*Task brief:* Search the records for the word "execution" and copy each line in which it appears.

*Supplied records:*
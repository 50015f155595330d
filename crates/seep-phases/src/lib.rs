//! The liquid and gas rule phases of the Seep fluid automaton.
//!
//! # Pipeline order (each tick)
//!
//! 1. [`GravityFlow`]: liquid falls into the liquid cell below
//! 2. [`LateralEqualization`]: blocked liquid spreads left and right
//! 3. [`PressureRelease`]: liquid above capacity pushes the excess up
//! 4. [`GasRise`]: gas moves into the cell above
//! 5. [`GasDiffusion`]: gas spreads left and right
//!
//! The order is fixed: pressure release only has work to do because the
//! earlier phases can leave liquid above capacity. [`step`] runs the five
//! phases once; [`standard_pipeline`] packages them for the engine.

#![forbid(unsafe_code)]
#![deny(missing_docs)]
#![deny(rustdoc::broken_intra_doc_links)]

pub mod gas_diffusion;
pub mod gas_rise;
pub mod gravity;
pub mod lateral;
pub mod pressure;

pub use gas_diffusion::GasDiffusion;
pub use gas_rise::GasRise;
pub use gravity::GravityFlow;
pub use lateral::LateralEqualization;
pub use pressure::PressureRelease;

use seep_grid::{Grid, PingPongGrid};
use seep_phase::{execute_phase, Phase, Pipeline, PipelineError};

/// Phase names in execution order.
pub const STANDARD_ORDER: [&str; 5] = [
    gravity::NAME,
    lateral::NAME,
    pressure::NAME,
    gas_rise::NAME,
    gas_diffusion::NAME,
];

fn standard_phases() -> [&'static dyn Phase; 5] {
    [
        &GravityFlow,
        &LateralEqualization,
        &PressureRelease,
        &GasRise,
        &GasDiffusion,
    ]
}

/// The five phases, boxed, in execution order.
pub fn standard_phase_list() -> Vec<Box<dyn Phase>> {
    vec![
        Box::new(GravityFlow),
        Box::new(LateralEqualization),
        Box::new(PressureRelease),
        Box::new(GasRise),
        Box::new(GasDiffusion),
    ]
}

/// The five phases as a validated [`Pipeline`].
pub fn standard_pipeline() -> Result<Pipeline, PipelineError> {
    Pipeline::new(standard_phase_list())
}

/// Advance `arena` by one tick.
pub fn step_in_place(arena: &mut PingPongGrid) {
    for phase in standard_phases() {
        execute_phase(phase, arena);
    }
}

/// Advance `grid` by one tick, returning the new grid.
///
/// The caller's grid is not modified.
///
/// # Examples
///
/// ```
/// use seep_core::CellKind;
/// use seep_grid::initialize;
///
/// let mut grid = initialize(3, 1).unwrap();
/// grid.set_cell(0, 0, CellKind::Liquid, 1.0).unwrap();
/// grid.set_cell(2, 0, CellKind::Solid, 1.0).unwrap();
///
/// let next = seep_phases::step(&grid);
/// assert_eq!(next.cell_at(0, 0).unwrap().fill, 0.0);
/// assert_eq!(next.cell_at(1, 0).unwrap().fill, 1.0);
/// assert_eq!(grid.cell_at(0, 0).unwrap().fill, 1.0);
/// ```
pub fn step(grid: &Grid) -> Grid {
    let mut arena = PingPongGrid::new(grid.clone());
    step_in_place(&mut arena);
    arena.into_published()
}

*Answer for this exercise:*
/// Phase names in execution order.
/// The five phases, boxed, in execution order.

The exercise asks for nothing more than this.